Family values beneath that Vampirella costume

My friend Freda Tutt doesn’t think I’m a seriously bad, better-report-him-to-a-social-worker sort of parent. But she does think it’s a wee bit disturbing that I have allowed my daughter, now 13, to shop at Old Gold since she was in the third grade.
For those of you who are not part of the Facebook generation, Old Gold is a clothing store on Main Street in Burlington that specializes in vintage fashion and costumes that come in all sizes (XS to XL) and movie ratings (G to NC-17). It’s popular all year, especially with high school and college students, and wildly popular this month because Halloween is nearing. Of course, it’s also pleasantly packed with young adults as prom season approaches, and Mardi Gras, and Valentine’s Day, and Christmas. . .
You get the point: Most months there’s a reason for someone to be enticed inside, and not merely because the mannequins in the windows are always total sluts.
In any case, if you want (for instance) a retro Annette Funicello wig the color of a radiation warning light, Old Gold is the place to go. And since my daughter has never met a wig the color fruit Jell-O that doesn’t interest her, we have shopped there a lot over the years. Moreover, a micro-skirt on an eight-year-old looks a lot like a reform school kilt: The skirts used to come down to her knees.
It’s also worth noting that everyone who works there is spectacularly nice – though once when I was there with my father and my daughter, my dad was a little uncomfortable because the woman helping us had hair (not a wig) the colors of the rainbow and the fellow who was assisting her had the scariest belt my father had ever seen outside of a samurai movie. As I recall, my dad spent most of the time watching the mannequins. My point? If you are over the age of 30, Old Gold can be slightly unnerving.
And yet it shouldn’t be, and in some ways owner Ed Winant has worked very hard to keep the place a civilized oasis of leather pants and feather boas in the midst of the great retail desert. To wit: You can’t use your cell phone inside the store, which means you actually have to pay attention to the people around you as if you were shopping in the Mesozoic era of 1979. There isn’t just a couch on which to crash if you are completely nonplussed by the counters of biker jewelry, there’s a coffee table with magazines.

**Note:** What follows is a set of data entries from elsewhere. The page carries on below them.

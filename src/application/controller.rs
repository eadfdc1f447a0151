//! Interaction state machine.
//!
//! The controller maps abstract commands onto [`WorldState`] mutations.
//! Cursor, toggle and step commands only act while the world is paused.

use tracing::debug;

use super::world::{Direction, WorldConfig, WorldState};

/// Abstract user request, already decoded from raw input.
#[derive(Clone, Copy, Debug, PartialEq, Eq)]
pub enum Command {
    /// Full reset with a fresh seed
    Init,
    Play,
    Pause,
    Quit,
    MoveLeft,
    MoveDown,
    MoveUp,
    MoveRight,
    ToggleCell,
    /// Advance one generation while paused
    Step,
    /// Idle tick: a poll timeout or an unbound key. Dispatching it changes
    /// nothing; progress comes only from the cycle's advance-if-running.
    Advance,
}

/// Whether the driving loop should keep going.
#[derive(Clone, Copy, Debug, PartialEq, Eq)]
pub enum Flow {
    Continue,
    Quit,
}

/// Supplies the seed captured on every INIT.
pub trait SeedSource {
    fn next_seed(&mut self) -> u64;
}

impl<F: FnMut() -> u64> SeedSource for F {
    fn next_seed(&mut self) -> u64 {
        self()
    }
}

/// Seeding policy selected at startup.
#[derive(Clone, Copy, Debug, PartialEq, Eq)]
pub enum Seeding {
    /// Fresh OS-backed entropy on every reset
    Entropy,
    /// Same seed on every reset, for reproducible runs
    Fixed(u64),
}

impl SeedSource for Seeding {
    fn next_seed(&mut self) -> u64 {
        match *self {
            Seeding::Entropy => rand::random(),
            Seeding::Fixed(seed) => seed,
        }
    }
}

pub struct Controller<S> {
    config: WorldConfig,
    seeds: S,
}

impl<S: SeedSource> Controller<S> {
    pub fn new(config: WorldConfig, seeds: S) -> Self {
        Self { config, seeds }
    }

    pub fn config(&self) -> &WorldConfig {
        &self.config
    }

    /// Build a world from the configuration and a fresh seed
    pub fn init_world(&mut self) -> WorldState {
        WorldState::init(&self.config, self.seeds.next_seed())
    }

    /// One outer-loop cycle: advance if running, then dispatch `command`.
    pub fn cycle(&mut self, world: &mut WorldState, command: Command) -> Flow {
        if world.is_running() {
            world.advance();
        }
        self.dispatch(world, command)
    }

    /// Apply a single command to the world
    pub fn dispatch(&mut self, world: &mut WorldState, command: Command) -> Flow {
        debug!(?command, running = world.is_running(), "dispatch");

        match command {
            Command::Init => *world = self.init_world(),
            Command::Play => world.play(),
            Command::Pause => world.pause(),
            Command::Quit => return Flow::Quit,
            Command::Advance => {}
            _ if world.is_running() => {}
            Command::ToggleCell => {
                let cell = world.toggle_cell();
                debug!(cursor = ?world.cursor(), ?cell, "toggled");
            }
            Command::Step => world.advance(),
            Command::MoveLeft => world.move_cursor(Direction::Left),
            Command::MoveDown => world.move_cursor(Direction::Down),
            Command::MoveUp => world.move_cursor(Direction::Up),
            Command::MoveRight => world.move_cursor(Direction::Right),
        }

        Flow::Continue
    }
}

#[cfg(test)]
mod tests {
    use super::*;
    use crate::domain::{Cell, Dimensions, Grid, Position, Rule};

    fn controller() -> Controller<Seeding> {
        Controller::new(WorldConfig::default(), Seeding::Fixed(42))
    }

    fn block_world() -> WorldState {
        let mut grid = Grid::new(Dimensions::new(6, 6).unwrap());
        for (y, x) in [(2, 2), (2, 3), (3, 2), (3, 3)] {
            grid.set(y, x, Cell::Alive);
        }
        WorldState::from_grid(grid, Rule::conway())
    }

    #[test]
    fn test_play_pause_are_idempotent() {
        let mut ctl = controller();
        let mut world = block_world();

        ctl.dispatch(&mut world, Command::Play);
        ctl.dispatch(&mut world, Command::Play);
        assert!(world.is_running());
        ctl.dispatch(&mut world, Command::Pause);
        ctl.dispatch(&mut world, Command::Pause);
        assert!(!world.is_running());
        assert_eq!(world.iteration(), 0);
    }

    #[test]
    fn test_step_advances_exactly_once() {
        let mut ctl = controller();
        let mut world = block_world();
        let before = world.grid().clone();

        ctl.dispatch(&mut world, Command::Step);
        assert_eq!(world.iteration(), 1);
        assert_eq!(world.grid(), &before);
    }

    #[test]
    fn test_non_advancing_commands_keep_iteration() {
        let mut ctl = controller();
        let mut world = block_world();
        for command in [
            Command::MoveRight,
            Command::ToggleCell,
            Command::MoveDown,
            Command::Play,
            Command::Pause,
            Command::Advance,
        ] {
            ctl.dispatch(&mut world, command);
        }
        assert_eq!(world.iteration(), 0);
    }

    #[test]
    fn test_cursor_wraps_through_commands() {
        let mut ctl = controller();
        let mut world = block_world();

        ctl.dispatch(&mut world, Command::MoveLeft);
        assert_eq!(world.cursor(), Position::new(0, 5));
        ctl.dispatch(&mut world, Command::MoveRight);
        assert_eq!(world.cursor(), Position::new(0, 0));
        ctl.dispatch(&mut world, Command::MoveUp);
        assert_eq!(world.cursor(), Position::new(5, 0));
        ctl.dispatch(&mut world, Command::MoveDown);
        assert_eq!(world.cursor(), Position::ORIGIN);
    }

    #[test]
    fn test_toggle_twice_restores_cell() {
        let mut ctl = controller();
        let mut world = block_world();
        let before = world.grid().clone();

        ctl.dispatch(&mut world, Command::ToggleCell);
        assert!(world.grid().is_alive(0, 0));
        ctl.dispatch(&mut world, Command::ToggleCell);
        assert_eq!(world.grid(), &before);
    }

    #[test]
    fn test_edits_ignored_while_running() {
        let mut ctl = controller();
        let mut world = block_world();
        let before = world.grid().clone();

        ctl.dispatch(&mut world, Command::Play);
        for command in [Command::MoveLeft, Command::MoveDown, Command::ToggleCell, Command::Step] {
            ctl.dispatch(&mut world, command);
        }
        assert_eq!(world.cursor(), Position::ORIGIN);
        assert_eq!(world.grid(), &before);
        assert_eq!(world.iteration(), 0);
    }

    #[test]
    fn test_quit_ends_the_loop() {
        let mut ctl = controller();
        let mut world = block_world();
        assert_eq!(ctl.dispatch(&mut world, Command::Quit), Flow::Quit);
        assert_eq!(ctl.dispatch(&mut world, Command::Advance), Flow::Continue);
    }

    #[test]
    fn test_init_resets_everything() {
        let mut ctl = controller();
        let mut world = block_world();
        ctl.dispatch(&mut world, Command::MoveDown);
        ctl.dispatch(&mut world, Command::Step);
        ctl.dispatch(&mut world, Command::Play);

        ctl.dispatch(&mut world, Command::Init);
        assert_eq!(world.iteration(), 0);
        assert!(!world.is_running());
        assert_eq!(world.cursor(), Position::ORIGIN);
        assert_eq!(world.seed(), 42);
        assert_eq!(world.grid().dimensions(), ctl.config().dims);
    }

    #[test]
    fn test_init_draws_a_new_seed_each_time() {
        let mut next = 0u64;
        let mut ctl = Controller::new(WorldConfig::default(), move || {
            next += 1;
            next
        });
        let mut world = ctl.init_world();
        assert_eq!(world.seed(), 1);
        ctl.dispatch(&mut world, Command::Init);
        assert_eq!(world.seed(), 2);
    }

    #[test]
    fn test_cycle_advances_before_dispatch() {
        let mut ctl = controller();
        let mut world = block_world();

        // Paused: the cycle itself does not advance
        ctl.cycle(&mut world, Command::Play);
        assert_eq!(world.iteration(), 0);

        // Running: advance first, then the pause takes effect
        ctl.cycle(&mut world, Command::Pause);
        assert_eq!(world.iteration(), 1);
        assert!(!world.is_running());

        ctl.cycle(&mut world, Command::Advance);
        assert_eq!(world.iteration(), 1);
    }

    #[test]
    fn test_idle_ticks_progress_only_while_running() {
        let mut ctl = controller();
        let mut world = block_world();
        ctl.dispatch(&mut world, Command::Play);
        for _ in 0..3 {
            ctl.cycle(&mut world, Command::Advance);
        }
        assert_eq!(world.iteration(), 3);
    }

    #[test]
    fn test_quit_after_running_advance() {
        let mut ctl = controller();
        let mut world = block_world();
        ctl.dispatch(&mut world, Command::Play);
        assert_eq!(ctl.cycle(&mut world, Command::Quit), Flow::Quit);
        assert_eq!(world.iteration(), 1);
    }
}
//! Performance benchmark comparing serial and parallel generation

use std::time::Instant;

use rand::SeedableRng;
use rand::rngs::StdRng;
use toroidal_life::domain::{Algorithm, Dimensions, Grid, Rule, Simulator, SpawnRatio};

fn benchmark(algorithm: Algorithm, size: usize, iterations: u32) -> anyhow::Result<f64> {
    let rule = Rule::conway();
    let mut grid = Grid::new(Dimensions::new(size, size)?);
    grid.randomize(SpawnRatio::new(40)?, &mut StdRng::seed_from_u64(size as u64));
    let mut sim = Simulator::from_grid(grid).with_algorithm(algorithm);

    let start = Instant::now();
    for _ in 0..iterations {
        sim.advance(&rule);
    }
    Ok(start.elapsed().as_secs_f64() * 1000.0 / iterations as f64)
}

fn main() -> anyhow::Result<()> {
    println!("=== Toroidal Life Benchmark ===\n");

    let sizes = [32, 128, 512, 1024, 2048];
    let iterations = 20;

    println!("{:>10} {:>12} {:>12} {:>10}", "Size", "Serial", "Parallel", "Speedup");
    println!("{:-<47}", "");

    for size in sizes {
        let serial_ms = benchmark(Algorithm::Serial, size, iterations)?;
        let parallel_ms = benchmark(Algorithm::Parallel, size, iterations)?;

        println!(
            "{:>10} {:>12.3} {:>12.3} {:>9.1}x",
            format!("{}x{}", size, size),
            serial_ms,
            parallel_ms,
            serial_ms / parallel_ms
        );
    }

    Ok(())
}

Judith Martin – a.k.a., Miss Manners – would approve.
Almost every Halloween since 1999 my daughter has found her Halloween costume at the store, ranging from a gun moll to a fairy princess to Cleopatra. And, just for the record, that was a G-rated Cleopatra with absolutely no exposed skin below the neck: We live in Lincoln, and so that means there’s a chance you’ll be trick-or-treating in a blizzard. The people who toil there have always looked out for my daughter and have great common sense – even if they have dyed their hair so many times it will be drier than Cheez Doodles before they reach middle-age.

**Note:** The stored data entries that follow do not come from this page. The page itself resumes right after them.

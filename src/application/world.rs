use rand::SeedableRng;
use rand::rngs::StdRng;
use tracing::{info, trace};

use crate::config::{DEFAULT_RULE, DEFAULT_SPAWN_RATIO, WORLD_DIMENSIONS};
use crate::domain::{Algorithm, Cell, Dimensions, Grid, Position, Rule, Simulator, SpawnRatio};

/// Everything needed to (re)build a world.
#[derive(Clone, Copy, Debug, PartialEq, Eq)]
pub struct WorldConfig {
    pub dims: Dimensions,
    pub spawn_ratio: SpawnRatio,
    pub rule: Rule,
    pub algorithm: Algorithm,
}

impl Default for WorldConfig {
    fn default() -> Self {
        Self {
            dims: WORLD_DIMENSIONS,
            spawn_ratio: DEFAULT_SPAWN_RATIO,
            rule: DEFAULT_RULE,
            algorithm: Algorithm::default(),
        }
    }
}

/// Cursor movement, one cell at a time.
#[derive(Clone, Copy, Debug, PartialEq, Eq)]
pub enum Direction {
    Left,
    Down,
    Up,
    Right,
}

impl Direction {
    /// Move `pos` one cell, wrapping around the grid edges
    pub fn step(self, pos: Position, dims: Dimensions) -> Position {
        let (w, h) = (dims.width(), dims.height());
        match self {
            Direction::Left => Position::new(pos.y, (pos.x + w - 1) % w),
            Direction::Right => Position::new(pos.y, (pos.x + 1) % w),
            Direction::Up => Position::new((pos.y + h - 1) % h, pos.x),
            Direction::Down => Position::new((pos.y + 1) % h, pos.x),
        }
    }
}

/// WorldState aggregates the simulation with its interaction state.
#[derive(Clone, Debug)]
pub struct WorldState {
    rule: Rule,
    simulator: Simulator,
    iteration: u64,
    cursor: Position,
    running: bool,
    seed: u64,
}

impl WorldState {
    /// Build a fresh world seeded from `seed`: random grid, iteration 0,
    /// paused, cursor at the origin.
    pub fn init(config: &WorldConfig, seed: u64) -> Self {
        let mut grid = Grid::new(config.dims);
        grid.randomize(config.spawn_ratio, &mut StdRng::seed_from_u64(seed));

        info!(
            seed,
            live = grid.live_count(),
            rule = %config.rule,
            spawn_ratio = config.spawn_ratio.percent(),
            "world initialized"
        );

        Self {
            rule: config.rule,
            simulator: Simulator::from_grid(grid).with_algorithm(config.algorithm),
            iteration: 0,
            cursor: Position::ORIGIN,
            running: false,
            seed,
        }
    }

    /// Start from a hand-built grid (tests, benchmarks)
    pub fn from_grid(grid: Grid, rule: Rule) -> Self {
        Self {
            rule,
            simulator: Simulator::from_grid(grid),
            iteration: 0,
            cursor: Position::ORIGIN,
            running: false,
            seed: 0,
        }
    }

    pub fn grid(&self) -> &Grid {
        self.simulator.grid()
    }

    pub fn rule(&self) -> &Rule {
        &self.rule
    }

    pub fn iteration(&self) -> u64 {
        self.iteration
    }

    pub fn cursor(&self) -> Position {
        self.cursor
    }

    pub fn is_running(&self) -> bool {
        self.running
    }

    pub fn seed(&self) -> u64 {
        self.seed
    }

    /// The iteration counter has hit its ceiling; the driving loop stops here.
    pub fn is_exhausted(&self) -> bool {
        self.iteration == u64::MAX
    }

    pub fn play(&mut self) {
        self.running = true;
    }

    pub fn pause(&mut self) {
        self.running = false;
    }

    /// Advance one generation
    pub fn advance(&mut self) {
        self.simulator.advance(&self.rule);
        self.iteration += 1;
        trace!(iteration = self.iteration, "advanced");
    }

    pub fn move_cursor(&mut self, direction: Direction) {
        self.cursor = direction.step(self.cursor, self.grid().dimensions());
    }

    /// Flip the cell under the cursor and return its new state
    pub fn toggle_cell(&mut self) -> Cell {
        self.simulator.grid_mut().toggle(self.cursor)
    }
}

Still, Freda is a great mom and I understand completely where she’s coming from. Sometimes I worry that my fondness for Old Gold is similar to my affection for things like youtube.com and hoodies and wearing flip-flops to school in an ice storm. (Oh, wait: I don’t go to school. Never mind. Also, I don’t own a hoodie.) My point? Old Gold skews young demographically, and thus makes me feel marginally less like a middle-aged moron.

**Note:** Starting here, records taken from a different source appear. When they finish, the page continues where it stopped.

use std::time::Duration;

use macroquad::prelude::*;

use crate::application::Command;

/// Raw key event, independent of the windowing backend.
#[derive(Clone, Copy, Debug, PartialEq, Eq)]
pub enum KeyPress {
    /// Printable character (case-sensitive)
    Char(char),
    /// Character typed with Ctrl held
    Ctrl(char),
    Left,
    Down,
    Up,
    Right,
    Enter,
    /// Any key without a binding
    Other,
}

/// Map a key to its command. Unbound keys become an idle tick.
pub fn decode(key: KeyPress) -> Command {
    match key {
        KeyPress::Char('R') => Command::Init,
        KeyPress::Char('p') => Command::Play,
        KeyPress::Char('P') => Command::Pause,
        KeyPress::Char('q') | KeyPress::Ctrl('d') => Command::Quit,

        KeyPress::Char('h') | KeyPress::Left => Command::MoveLeft,
        KeyPress::Char('j') | KeyPress::Down => Command::MoveDown,
        KeyPress::Char('k') | KeyPress::Up => Command::MoveUp,
        KeyPress::Char('l') | KeyPress::Right => Command::MoveRight,

        KeyPress::Char('t') | KeyPress::Char(' ') | KeyPress::Enter => Command::ToggleCell,

        KeyPress::Char('n') => Command::Step,
        _ => Command::Advance,
    }
}

/// Turns per-frame key state into commands on a fixed polling interval.
///
/// A key yields its command immediately. With no key for a whole interval
/// the poller yields [`Command::Advance`].
#[derive(Clone, Debug)]
pub struct InputPoller {
    interval: Duration,
    waited: Duration,
}

impl InputPoller {
    pub fn new(interval: Duration) -> Self {
        Self {
            interval,
            waited: Duration::ZERO,
        }
    }

    pub fn poll(&mut self, key: Option<KeyPress>, elapsed: Duration) -> Option<Command> {
        if let Some(key) = key {
            self.waited = Duration::ZERO;
            return Some(decode(key));
        }

        self.waited += elapsed;
        if self.waited >= self.interval {
            self.waited = Duration::ZERO;
            return Some(Command::Advance);
        }
        None
    }
}

const MODIFIERS: [KeyCode; 8] = [
    KeyCode::LeftShift,
    KeyCode::RightShift,
    KeyCode::LeftControl,
    KeyCode::RightControl,
    KeyCode::LeftAlt,
    KeyCode::RightAlt,
    KeyCode::LeftSuper,
    KeyCode::RightSuper,
];

fn drain_chars() {
    while get_char_pressed().is_some() {}
}

/// Read at most one key press from macroquad for this frame
pub fn read_key_press() -> Option<KeyPress> {
    let arrows = [
        (KeyCode::Left, KeyPress::Left),
        (KeyCode::Down, KeyPress::Down),
        (KeyCode::Up, KeyPress::Up),
        (KeyCode::Right, KeyPress::Right),
        (KeyCode::Enter, KeyPress::Enter),
        (KeyCode::KpEnter, KeyPress::Enter),
    ];
    if let Some(&(_, key)) = arrows.iter().find(|(code, _)| is_key_pressed(*code)) {
        drain_chars();
        return Some(key);
    }

    let ctrl = is_key_down(KeyCode::LeftControl) || is_key_down(KeyCode::RightControl);
    if ctrl && is_key_pressed(KeyCode::D) {
        drain_chars();
        return Some(KeyPress::Ctrl('d'));
    }

    while let Some(c) = get_char_pressed() {
        if !c.is_control() {
            return Some(KeyPress::Char(c));
        }
    }

    get_last_key_pressed()
        .filter(|code| !MODIFIERS.contains(code))
        .map(|_| KeyPress::Other)
}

But then I remind myself: Almost all stores skew young demographically. The world skews young demographically. If you want to feel old, shop for ten minutes on Church Street.
The reality is that Old Gold doesn’t just have old cloths. Underneath that trampy nurse costume, it actually has old values, too.
(This column originally appeared in the Burlington Free Press on October 21, 2008.)

One thought on “Family values beneath that Vampirella costume

  1. SilverDiscoWigMania says:

    Chris, Chris, Chris. Listen to me. You are a GREAT parent to cultivate the spirit of creativity in your daughter from an early age. Old Gold sounds like a FanTABulous Place! For All ages!! I remember so many happy memories going to thrift stores with my mom when I was a child…finding wonderful things like a huge, puffed-out crinoline, which I wore with pride, pretending I was a fine lady of a by-gone era. I also wore a feather boa sometimes! And yes, even fish-net stockings (never mind what I was pretending with That get-up). The point is, just about anyone who is creative likes to dress up and pretend. And Halloween is a GREAT excuse for everyone to do just that! So….HAPPY HALLOWEEN!!!